▶ [DIRECTIONS FOR THIS TASK]:
State how many lines in the listing below include the word "SomTumThai", and add nothing besides the number.

◇ ◇ ◇

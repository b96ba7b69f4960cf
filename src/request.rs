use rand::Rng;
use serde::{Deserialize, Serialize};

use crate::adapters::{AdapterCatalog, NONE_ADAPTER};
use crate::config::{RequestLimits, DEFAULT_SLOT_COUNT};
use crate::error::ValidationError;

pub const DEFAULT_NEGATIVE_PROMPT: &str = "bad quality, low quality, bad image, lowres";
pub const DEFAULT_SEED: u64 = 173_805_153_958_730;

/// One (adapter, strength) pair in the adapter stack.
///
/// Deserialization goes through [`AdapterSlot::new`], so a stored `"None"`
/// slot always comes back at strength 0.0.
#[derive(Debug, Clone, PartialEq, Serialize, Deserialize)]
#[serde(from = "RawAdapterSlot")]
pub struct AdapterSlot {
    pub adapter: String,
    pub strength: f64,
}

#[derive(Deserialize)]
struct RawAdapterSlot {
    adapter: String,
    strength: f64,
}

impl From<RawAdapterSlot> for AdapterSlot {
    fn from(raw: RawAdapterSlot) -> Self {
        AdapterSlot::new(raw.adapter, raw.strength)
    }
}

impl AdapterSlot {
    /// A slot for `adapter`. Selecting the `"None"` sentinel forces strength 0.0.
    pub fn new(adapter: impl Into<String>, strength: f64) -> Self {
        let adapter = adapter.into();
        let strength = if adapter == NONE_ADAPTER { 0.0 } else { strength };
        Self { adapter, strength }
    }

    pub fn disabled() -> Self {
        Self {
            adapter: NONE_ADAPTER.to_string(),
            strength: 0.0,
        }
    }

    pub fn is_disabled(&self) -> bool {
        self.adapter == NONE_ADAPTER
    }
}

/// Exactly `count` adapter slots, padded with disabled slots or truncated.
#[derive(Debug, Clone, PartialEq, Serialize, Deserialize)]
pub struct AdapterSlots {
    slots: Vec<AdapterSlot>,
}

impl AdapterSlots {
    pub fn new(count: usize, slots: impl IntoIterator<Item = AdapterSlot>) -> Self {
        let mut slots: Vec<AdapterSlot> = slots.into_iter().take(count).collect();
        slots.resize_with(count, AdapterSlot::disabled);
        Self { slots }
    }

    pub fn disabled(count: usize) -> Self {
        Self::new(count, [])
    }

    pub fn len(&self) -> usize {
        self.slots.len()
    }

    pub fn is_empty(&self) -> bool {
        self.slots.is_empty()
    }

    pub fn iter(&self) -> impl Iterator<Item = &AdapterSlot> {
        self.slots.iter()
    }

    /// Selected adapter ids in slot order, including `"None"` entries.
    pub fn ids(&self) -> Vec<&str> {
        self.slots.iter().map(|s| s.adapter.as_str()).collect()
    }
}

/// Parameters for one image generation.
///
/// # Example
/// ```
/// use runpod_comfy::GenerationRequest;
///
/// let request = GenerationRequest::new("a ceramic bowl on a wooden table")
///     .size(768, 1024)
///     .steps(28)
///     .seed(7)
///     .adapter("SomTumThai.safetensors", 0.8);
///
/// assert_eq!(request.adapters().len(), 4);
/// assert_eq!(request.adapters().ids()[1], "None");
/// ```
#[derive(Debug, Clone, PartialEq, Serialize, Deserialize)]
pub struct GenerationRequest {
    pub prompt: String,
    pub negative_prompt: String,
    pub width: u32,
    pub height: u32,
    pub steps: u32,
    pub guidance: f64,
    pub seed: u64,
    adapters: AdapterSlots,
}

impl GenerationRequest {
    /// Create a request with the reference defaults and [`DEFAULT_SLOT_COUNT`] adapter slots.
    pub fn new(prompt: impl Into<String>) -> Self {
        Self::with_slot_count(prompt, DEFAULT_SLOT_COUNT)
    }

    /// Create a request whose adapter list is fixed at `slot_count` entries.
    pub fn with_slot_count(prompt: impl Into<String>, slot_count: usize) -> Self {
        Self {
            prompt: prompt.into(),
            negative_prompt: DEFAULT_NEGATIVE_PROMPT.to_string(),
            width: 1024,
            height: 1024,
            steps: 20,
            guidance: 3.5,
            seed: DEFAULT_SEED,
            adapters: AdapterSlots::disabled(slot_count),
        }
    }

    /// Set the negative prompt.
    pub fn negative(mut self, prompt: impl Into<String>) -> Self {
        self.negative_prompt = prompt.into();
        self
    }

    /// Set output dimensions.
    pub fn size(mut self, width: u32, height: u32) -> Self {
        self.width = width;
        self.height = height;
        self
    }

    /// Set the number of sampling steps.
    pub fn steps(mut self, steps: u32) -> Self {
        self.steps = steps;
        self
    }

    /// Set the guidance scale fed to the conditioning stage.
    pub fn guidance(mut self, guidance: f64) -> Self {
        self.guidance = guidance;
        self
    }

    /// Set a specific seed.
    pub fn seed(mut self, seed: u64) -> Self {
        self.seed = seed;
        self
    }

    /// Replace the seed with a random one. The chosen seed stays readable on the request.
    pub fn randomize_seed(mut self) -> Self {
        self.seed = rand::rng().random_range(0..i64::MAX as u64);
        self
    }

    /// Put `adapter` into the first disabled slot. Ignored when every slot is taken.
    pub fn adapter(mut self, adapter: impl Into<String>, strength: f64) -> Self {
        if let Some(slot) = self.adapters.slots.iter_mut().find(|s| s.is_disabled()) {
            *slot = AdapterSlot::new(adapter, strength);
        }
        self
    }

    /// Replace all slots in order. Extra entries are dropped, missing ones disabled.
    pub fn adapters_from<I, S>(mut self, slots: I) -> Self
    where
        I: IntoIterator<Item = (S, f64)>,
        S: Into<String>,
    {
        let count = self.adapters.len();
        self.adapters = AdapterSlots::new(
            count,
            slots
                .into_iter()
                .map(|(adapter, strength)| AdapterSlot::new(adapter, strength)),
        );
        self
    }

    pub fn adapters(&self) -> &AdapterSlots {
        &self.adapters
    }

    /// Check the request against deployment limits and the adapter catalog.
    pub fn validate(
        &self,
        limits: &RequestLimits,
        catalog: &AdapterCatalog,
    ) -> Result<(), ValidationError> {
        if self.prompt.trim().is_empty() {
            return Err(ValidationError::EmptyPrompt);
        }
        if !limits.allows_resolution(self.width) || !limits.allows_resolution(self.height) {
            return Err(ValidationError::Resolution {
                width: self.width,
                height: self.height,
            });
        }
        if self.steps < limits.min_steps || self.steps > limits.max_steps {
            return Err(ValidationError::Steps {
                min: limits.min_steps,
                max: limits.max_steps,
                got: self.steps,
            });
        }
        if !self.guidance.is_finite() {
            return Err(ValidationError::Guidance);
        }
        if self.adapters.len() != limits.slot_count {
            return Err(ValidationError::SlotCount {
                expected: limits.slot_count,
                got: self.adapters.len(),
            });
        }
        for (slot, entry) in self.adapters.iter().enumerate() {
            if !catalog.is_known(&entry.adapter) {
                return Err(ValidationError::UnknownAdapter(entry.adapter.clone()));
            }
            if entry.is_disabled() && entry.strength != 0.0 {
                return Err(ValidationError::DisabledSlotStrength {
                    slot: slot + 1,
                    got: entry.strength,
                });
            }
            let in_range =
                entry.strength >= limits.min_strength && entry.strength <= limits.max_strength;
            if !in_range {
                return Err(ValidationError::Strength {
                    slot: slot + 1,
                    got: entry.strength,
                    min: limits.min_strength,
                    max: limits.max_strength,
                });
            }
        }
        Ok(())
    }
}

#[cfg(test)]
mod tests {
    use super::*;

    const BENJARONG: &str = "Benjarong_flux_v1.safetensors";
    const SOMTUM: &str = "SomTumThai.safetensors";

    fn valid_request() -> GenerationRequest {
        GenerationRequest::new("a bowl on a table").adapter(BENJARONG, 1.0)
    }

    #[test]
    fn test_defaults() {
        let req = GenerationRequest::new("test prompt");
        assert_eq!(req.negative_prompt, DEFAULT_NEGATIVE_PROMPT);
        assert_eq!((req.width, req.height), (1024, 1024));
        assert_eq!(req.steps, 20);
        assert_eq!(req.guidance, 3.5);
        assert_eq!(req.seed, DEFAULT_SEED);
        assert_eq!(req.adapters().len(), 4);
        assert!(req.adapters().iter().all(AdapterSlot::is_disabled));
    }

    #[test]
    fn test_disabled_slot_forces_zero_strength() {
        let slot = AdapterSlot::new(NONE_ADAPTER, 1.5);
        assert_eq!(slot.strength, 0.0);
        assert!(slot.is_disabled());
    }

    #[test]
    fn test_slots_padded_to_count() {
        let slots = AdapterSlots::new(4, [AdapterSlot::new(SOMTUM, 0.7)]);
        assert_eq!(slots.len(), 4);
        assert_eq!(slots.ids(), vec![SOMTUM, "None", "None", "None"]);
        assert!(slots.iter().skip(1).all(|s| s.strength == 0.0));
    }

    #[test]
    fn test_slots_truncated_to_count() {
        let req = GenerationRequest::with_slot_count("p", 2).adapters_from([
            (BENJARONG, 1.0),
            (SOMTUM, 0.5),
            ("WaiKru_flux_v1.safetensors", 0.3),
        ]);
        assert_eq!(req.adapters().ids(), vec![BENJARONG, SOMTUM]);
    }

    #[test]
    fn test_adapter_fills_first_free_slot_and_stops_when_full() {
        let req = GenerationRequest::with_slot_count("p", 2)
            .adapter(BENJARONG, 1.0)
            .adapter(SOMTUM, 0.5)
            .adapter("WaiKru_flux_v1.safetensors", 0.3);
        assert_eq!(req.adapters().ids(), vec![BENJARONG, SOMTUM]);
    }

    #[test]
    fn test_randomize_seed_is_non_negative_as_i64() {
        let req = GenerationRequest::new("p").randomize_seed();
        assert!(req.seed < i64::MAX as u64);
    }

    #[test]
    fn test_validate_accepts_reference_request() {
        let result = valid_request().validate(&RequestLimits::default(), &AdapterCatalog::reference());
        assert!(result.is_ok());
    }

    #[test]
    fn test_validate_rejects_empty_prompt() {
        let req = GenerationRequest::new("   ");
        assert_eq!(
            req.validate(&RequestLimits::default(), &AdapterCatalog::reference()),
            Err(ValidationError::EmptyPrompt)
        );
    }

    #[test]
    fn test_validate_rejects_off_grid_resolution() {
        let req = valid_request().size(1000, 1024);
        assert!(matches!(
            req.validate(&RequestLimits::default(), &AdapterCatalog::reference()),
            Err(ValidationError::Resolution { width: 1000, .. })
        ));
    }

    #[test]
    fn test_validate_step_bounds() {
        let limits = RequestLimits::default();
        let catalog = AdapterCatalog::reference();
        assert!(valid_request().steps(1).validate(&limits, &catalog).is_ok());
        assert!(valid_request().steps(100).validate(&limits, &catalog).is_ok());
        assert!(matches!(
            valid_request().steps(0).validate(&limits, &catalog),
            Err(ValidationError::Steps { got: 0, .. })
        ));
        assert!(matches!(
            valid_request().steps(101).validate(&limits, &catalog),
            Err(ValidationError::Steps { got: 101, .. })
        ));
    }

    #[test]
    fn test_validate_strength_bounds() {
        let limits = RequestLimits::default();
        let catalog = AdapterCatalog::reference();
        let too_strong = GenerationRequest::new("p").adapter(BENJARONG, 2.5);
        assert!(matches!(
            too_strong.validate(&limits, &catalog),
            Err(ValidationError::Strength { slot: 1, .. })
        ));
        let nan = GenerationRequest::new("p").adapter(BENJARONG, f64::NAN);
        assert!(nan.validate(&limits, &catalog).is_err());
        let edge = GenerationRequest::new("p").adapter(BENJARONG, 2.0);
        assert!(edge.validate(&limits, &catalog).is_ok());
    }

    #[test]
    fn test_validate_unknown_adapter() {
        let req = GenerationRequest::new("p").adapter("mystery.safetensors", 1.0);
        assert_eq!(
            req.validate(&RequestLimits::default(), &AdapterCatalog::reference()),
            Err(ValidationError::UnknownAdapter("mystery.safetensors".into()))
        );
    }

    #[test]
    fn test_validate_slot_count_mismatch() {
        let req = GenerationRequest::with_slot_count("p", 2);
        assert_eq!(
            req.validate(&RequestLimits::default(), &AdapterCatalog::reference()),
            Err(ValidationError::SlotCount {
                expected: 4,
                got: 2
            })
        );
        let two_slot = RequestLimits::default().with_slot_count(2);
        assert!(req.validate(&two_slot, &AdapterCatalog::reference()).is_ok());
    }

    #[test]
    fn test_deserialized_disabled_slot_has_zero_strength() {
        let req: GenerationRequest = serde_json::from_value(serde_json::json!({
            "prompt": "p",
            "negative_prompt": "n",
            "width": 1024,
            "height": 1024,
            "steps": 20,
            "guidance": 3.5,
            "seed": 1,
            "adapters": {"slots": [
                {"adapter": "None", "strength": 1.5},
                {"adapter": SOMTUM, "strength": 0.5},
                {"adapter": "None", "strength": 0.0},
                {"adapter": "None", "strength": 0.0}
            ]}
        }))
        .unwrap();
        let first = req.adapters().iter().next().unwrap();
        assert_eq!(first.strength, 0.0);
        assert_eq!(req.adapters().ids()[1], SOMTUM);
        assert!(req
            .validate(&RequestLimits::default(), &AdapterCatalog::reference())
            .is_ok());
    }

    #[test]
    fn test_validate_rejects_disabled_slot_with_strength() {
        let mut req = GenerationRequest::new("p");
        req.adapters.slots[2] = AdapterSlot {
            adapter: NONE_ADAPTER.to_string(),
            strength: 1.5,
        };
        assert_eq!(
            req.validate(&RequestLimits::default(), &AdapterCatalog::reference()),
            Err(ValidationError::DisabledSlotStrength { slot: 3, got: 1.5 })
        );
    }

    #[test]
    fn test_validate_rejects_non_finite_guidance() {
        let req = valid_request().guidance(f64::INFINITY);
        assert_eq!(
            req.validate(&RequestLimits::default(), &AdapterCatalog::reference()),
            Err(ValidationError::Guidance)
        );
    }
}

◇ ◇ ◇

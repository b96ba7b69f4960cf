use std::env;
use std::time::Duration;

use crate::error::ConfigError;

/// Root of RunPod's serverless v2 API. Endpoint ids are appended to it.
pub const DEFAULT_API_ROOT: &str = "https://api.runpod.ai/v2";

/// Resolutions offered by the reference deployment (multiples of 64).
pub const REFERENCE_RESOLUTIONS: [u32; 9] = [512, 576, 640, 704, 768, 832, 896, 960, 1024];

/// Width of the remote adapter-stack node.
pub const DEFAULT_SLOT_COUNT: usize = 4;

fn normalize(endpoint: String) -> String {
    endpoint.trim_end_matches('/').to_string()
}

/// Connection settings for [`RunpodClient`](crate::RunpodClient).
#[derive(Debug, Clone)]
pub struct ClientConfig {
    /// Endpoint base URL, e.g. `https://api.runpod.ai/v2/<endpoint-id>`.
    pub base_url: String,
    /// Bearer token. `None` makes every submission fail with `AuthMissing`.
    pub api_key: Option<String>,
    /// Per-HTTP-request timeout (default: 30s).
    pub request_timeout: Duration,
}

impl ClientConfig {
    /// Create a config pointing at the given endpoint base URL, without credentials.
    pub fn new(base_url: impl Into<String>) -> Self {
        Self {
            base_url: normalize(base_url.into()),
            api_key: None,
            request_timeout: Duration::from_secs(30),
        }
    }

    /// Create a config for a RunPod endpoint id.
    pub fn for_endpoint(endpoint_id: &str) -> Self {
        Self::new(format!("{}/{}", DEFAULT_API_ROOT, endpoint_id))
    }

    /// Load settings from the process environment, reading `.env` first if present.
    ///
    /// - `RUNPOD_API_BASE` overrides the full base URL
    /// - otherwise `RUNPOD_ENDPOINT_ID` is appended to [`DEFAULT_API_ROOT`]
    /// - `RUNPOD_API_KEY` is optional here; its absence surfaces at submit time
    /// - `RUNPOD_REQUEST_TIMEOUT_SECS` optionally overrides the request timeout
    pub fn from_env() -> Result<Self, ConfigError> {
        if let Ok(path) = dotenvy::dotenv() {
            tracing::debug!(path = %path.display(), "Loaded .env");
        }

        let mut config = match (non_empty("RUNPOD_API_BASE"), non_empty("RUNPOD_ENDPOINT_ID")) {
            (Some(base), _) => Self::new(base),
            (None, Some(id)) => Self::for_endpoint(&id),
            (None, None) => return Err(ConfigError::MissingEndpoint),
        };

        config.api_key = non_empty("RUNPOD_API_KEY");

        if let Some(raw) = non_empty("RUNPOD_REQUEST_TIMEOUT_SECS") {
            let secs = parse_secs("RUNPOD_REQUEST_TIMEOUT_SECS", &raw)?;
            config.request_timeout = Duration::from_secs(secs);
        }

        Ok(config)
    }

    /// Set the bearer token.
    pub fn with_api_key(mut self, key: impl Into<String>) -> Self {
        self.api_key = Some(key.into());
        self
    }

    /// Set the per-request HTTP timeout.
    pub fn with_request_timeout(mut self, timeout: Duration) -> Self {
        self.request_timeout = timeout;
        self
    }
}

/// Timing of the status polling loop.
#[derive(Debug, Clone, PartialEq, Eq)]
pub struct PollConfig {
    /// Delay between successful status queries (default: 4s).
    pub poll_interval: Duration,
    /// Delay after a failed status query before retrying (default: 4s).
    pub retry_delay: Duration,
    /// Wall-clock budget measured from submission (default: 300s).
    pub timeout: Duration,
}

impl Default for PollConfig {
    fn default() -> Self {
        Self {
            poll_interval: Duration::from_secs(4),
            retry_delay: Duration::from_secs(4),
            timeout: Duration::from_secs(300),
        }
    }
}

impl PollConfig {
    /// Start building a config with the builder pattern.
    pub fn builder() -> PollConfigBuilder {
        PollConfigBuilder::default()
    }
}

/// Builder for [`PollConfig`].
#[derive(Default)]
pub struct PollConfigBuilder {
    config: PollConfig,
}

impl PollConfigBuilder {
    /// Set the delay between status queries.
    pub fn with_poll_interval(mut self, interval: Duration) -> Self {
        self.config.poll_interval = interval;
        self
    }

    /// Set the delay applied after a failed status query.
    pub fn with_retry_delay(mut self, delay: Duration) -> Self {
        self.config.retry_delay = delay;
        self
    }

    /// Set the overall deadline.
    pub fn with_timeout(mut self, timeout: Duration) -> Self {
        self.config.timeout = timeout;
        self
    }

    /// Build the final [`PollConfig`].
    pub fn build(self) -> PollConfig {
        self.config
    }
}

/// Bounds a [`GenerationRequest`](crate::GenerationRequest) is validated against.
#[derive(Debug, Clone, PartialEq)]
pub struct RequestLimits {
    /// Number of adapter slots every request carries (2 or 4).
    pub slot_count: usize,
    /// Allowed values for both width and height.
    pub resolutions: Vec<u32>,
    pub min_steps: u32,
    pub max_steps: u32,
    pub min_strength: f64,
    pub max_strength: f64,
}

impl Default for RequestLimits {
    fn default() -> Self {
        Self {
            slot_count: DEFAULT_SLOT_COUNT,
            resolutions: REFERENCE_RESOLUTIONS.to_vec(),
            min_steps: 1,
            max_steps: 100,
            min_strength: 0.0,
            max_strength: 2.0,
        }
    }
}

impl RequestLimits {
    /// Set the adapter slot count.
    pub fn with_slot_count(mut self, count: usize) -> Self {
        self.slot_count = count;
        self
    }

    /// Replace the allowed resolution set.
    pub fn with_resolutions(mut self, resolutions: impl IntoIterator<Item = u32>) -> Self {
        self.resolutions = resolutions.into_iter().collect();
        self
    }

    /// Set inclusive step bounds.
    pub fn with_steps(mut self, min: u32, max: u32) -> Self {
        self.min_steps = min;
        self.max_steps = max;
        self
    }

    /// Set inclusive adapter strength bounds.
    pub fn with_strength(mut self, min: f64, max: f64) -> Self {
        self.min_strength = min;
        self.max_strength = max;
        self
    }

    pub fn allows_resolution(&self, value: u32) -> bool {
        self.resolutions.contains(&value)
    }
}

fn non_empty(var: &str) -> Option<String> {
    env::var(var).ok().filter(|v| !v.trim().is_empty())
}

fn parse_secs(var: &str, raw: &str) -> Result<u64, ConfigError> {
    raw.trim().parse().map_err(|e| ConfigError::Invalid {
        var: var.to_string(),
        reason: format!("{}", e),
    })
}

◇ ◇ ◇

▶ [SOLUTION FOR THIS EXERCISE]:
2